> _DATA EXTRACT_:
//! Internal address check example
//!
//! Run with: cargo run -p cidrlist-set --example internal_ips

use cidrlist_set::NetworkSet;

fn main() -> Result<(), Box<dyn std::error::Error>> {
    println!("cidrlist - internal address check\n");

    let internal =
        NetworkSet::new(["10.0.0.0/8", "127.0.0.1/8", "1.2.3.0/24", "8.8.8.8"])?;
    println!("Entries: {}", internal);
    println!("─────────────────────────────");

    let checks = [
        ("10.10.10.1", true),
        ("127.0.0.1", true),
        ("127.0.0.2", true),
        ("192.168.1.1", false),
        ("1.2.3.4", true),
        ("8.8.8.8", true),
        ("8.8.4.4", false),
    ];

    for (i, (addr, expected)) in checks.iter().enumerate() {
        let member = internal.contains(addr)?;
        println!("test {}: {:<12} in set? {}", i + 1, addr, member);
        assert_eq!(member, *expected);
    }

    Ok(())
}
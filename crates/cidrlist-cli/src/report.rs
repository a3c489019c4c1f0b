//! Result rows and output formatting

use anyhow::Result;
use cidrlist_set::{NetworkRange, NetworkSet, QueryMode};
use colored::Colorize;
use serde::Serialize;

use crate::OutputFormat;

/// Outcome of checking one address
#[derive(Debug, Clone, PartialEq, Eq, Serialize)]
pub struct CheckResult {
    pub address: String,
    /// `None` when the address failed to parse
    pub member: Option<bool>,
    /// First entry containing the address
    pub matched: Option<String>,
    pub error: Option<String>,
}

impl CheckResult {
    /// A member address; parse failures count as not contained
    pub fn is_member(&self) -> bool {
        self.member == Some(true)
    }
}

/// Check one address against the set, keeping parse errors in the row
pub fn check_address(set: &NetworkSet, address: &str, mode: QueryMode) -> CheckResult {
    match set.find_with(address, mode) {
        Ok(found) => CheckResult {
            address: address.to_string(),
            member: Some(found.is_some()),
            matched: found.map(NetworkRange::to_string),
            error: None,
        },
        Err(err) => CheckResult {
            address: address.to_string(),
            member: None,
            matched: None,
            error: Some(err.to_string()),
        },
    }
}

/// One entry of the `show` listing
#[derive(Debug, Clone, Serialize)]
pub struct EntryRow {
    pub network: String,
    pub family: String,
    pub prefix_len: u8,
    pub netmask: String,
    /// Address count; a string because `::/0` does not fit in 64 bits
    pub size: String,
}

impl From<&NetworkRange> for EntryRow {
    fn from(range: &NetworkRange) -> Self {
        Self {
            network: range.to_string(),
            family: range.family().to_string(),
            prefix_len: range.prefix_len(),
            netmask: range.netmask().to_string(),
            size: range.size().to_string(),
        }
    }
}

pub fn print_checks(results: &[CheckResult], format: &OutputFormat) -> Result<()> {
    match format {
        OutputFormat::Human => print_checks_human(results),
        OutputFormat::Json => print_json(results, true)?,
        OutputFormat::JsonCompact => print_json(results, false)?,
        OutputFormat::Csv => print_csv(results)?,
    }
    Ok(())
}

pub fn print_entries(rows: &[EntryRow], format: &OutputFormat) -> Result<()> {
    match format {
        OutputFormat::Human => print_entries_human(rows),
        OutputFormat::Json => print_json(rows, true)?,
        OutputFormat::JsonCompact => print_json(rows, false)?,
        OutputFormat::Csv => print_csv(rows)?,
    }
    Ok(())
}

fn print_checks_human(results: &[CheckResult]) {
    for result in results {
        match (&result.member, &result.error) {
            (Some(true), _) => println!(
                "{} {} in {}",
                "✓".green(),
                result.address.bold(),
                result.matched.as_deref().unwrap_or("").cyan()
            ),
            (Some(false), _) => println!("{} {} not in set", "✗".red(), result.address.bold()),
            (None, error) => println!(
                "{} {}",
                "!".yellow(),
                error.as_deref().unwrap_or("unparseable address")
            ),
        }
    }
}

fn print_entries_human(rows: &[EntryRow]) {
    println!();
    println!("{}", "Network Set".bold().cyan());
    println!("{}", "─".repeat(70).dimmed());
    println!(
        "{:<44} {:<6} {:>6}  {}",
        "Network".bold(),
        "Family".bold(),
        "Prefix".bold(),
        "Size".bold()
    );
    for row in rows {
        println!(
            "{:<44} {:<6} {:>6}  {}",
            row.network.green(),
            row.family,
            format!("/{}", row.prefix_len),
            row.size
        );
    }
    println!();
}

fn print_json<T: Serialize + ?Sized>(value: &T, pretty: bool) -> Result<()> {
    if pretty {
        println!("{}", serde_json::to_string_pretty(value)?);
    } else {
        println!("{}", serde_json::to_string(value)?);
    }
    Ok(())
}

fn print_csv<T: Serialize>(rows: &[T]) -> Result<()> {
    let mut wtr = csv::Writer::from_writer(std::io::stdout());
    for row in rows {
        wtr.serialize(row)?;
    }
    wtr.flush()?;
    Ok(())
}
---
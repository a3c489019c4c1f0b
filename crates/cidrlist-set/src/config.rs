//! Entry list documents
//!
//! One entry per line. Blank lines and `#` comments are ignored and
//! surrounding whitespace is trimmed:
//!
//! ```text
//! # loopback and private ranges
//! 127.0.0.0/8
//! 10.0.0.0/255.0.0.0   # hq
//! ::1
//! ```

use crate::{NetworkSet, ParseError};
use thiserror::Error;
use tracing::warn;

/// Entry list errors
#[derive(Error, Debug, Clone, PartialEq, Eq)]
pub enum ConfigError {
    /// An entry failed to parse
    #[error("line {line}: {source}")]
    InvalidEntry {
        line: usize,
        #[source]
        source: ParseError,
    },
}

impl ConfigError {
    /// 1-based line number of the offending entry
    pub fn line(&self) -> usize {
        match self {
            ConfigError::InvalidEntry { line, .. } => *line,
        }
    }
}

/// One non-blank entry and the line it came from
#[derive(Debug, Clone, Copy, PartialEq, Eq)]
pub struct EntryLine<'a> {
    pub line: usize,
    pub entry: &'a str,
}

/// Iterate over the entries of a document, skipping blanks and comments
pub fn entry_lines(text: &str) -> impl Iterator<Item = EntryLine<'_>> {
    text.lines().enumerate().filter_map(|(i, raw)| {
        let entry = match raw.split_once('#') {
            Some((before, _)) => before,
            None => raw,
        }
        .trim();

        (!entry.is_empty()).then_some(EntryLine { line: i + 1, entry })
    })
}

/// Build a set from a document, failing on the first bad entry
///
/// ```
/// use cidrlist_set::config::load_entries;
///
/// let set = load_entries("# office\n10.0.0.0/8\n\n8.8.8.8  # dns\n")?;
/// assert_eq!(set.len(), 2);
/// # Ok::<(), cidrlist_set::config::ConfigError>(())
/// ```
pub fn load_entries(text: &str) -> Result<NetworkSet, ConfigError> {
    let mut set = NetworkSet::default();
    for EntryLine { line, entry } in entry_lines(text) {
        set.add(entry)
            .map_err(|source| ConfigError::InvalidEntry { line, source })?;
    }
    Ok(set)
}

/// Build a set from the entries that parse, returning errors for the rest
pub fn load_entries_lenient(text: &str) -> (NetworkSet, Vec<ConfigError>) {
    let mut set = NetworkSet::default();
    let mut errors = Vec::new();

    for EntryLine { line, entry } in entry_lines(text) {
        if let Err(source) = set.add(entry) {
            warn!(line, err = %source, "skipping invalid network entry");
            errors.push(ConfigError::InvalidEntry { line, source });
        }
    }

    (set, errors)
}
...
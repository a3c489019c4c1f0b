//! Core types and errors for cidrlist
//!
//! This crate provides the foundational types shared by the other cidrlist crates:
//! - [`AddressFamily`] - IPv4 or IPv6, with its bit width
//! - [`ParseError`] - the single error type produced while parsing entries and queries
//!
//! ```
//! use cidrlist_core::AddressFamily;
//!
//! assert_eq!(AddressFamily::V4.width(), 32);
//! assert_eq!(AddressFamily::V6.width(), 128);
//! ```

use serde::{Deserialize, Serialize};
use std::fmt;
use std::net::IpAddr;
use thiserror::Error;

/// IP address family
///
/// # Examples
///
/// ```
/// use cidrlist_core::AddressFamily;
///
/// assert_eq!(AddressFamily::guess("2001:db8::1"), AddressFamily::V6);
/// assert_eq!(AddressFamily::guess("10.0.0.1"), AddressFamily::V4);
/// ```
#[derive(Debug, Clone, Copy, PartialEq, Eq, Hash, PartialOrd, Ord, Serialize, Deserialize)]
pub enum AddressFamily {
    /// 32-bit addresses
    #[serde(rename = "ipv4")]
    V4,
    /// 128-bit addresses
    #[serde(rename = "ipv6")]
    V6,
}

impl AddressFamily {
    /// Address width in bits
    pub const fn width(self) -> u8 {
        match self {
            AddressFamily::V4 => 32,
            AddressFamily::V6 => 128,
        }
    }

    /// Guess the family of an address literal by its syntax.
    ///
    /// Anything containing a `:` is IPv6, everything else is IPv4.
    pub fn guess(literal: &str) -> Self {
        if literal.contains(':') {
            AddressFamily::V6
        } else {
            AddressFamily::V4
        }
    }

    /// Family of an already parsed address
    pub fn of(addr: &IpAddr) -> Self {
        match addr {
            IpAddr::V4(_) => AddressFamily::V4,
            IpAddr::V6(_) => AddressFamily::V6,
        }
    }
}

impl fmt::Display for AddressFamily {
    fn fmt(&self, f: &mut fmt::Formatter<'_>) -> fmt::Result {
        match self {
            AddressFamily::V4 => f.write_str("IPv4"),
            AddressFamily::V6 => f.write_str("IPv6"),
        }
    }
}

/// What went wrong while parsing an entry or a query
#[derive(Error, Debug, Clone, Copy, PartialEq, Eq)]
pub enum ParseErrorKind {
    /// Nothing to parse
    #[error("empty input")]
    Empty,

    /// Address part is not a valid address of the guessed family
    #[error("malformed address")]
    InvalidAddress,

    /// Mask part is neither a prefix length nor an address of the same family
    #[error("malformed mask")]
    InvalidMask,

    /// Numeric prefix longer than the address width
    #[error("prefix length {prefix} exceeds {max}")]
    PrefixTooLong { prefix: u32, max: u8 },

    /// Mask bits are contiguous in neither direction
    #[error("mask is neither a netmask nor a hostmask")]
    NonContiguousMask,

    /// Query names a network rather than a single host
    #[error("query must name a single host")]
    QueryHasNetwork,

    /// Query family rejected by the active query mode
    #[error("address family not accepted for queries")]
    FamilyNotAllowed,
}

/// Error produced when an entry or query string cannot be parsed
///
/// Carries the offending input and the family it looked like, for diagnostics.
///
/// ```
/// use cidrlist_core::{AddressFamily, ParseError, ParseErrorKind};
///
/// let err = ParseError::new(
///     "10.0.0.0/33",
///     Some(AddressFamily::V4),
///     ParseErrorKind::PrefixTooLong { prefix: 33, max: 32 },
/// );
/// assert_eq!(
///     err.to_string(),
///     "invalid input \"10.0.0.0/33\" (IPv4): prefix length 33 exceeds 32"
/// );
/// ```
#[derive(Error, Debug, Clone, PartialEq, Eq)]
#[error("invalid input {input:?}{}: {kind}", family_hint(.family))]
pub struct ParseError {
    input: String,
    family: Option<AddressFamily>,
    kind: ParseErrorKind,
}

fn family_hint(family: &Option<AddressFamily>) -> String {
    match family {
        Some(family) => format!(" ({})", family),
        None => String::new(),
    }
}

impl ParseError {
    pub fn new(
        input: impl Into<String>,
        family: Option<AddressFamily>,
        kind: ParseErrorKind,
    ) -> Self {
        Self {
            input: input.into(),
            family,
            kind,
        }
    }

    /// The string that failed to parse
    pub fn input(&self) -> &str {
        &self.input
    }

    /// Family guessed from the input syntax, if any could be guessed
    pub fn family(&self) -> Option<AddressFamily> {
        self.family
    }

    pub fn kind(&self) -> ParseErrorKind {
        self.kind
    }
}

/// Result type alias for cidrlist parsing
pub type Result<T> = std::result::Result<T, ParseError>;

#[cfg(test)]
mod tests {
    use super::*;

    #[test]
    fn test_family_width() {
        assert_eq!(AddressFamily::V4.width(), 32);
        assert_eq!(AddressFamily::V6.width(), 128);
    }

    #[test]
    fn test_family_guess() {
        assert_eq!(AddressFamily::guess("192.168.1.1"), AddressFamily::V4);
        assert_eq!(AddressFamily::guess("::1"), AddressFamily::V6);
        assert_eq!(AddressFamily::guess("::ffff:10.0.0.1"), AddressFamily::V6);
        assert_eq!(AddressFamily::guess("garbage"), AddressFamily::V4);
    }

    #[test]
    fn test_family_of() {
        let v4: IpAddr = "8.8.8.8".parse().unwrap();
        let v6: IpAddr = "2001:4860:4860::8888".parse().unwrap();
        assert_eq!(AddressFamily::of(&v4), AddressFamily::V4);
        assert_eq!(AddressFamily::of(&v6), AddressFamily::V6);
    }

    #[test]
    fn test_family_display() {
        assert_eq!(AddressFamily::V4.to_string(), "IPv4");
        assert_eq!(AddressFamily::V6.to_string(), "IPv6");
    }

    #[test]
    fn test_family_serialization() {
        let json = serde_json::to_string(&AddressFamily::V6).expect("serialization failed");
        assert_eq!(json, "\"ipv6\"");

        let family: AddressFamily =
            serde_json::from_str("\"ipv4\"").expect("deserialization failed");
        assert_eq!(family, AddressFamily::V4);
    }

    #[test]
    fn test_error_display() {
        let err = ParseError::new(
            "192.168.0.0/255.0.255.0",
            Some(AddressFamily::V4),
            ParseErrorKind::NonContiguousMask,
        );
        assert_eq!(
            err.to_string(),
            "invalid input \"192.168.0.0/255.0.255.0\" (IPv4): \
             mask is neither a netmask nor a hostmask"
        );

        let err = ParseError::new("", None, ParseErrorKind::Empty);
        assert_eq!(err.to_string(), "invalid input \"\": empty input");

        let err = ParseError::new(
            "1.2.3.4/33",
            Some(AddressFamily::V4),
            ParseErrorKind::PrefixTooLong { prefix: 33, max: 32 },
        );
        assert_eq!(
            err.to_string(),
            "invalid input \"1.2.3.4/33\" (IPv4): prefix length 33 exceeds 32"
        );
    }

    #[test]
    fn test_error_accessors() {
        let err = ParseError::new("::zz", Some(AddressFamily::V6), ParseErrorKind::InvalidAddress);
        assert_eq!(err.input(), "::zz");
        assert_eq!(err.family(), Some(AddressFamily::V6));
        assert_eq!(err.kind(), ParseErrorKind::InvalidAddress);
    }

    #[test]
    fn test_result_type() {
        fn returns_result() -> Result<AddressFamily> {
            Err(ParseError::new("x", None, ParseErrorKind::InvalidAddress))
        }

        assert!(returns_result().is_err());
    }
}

> _EXERCISE_: Each line in the data above either holds "length" or does not. State how many do, as a bare number.

> _RESPONSE AREA_: 4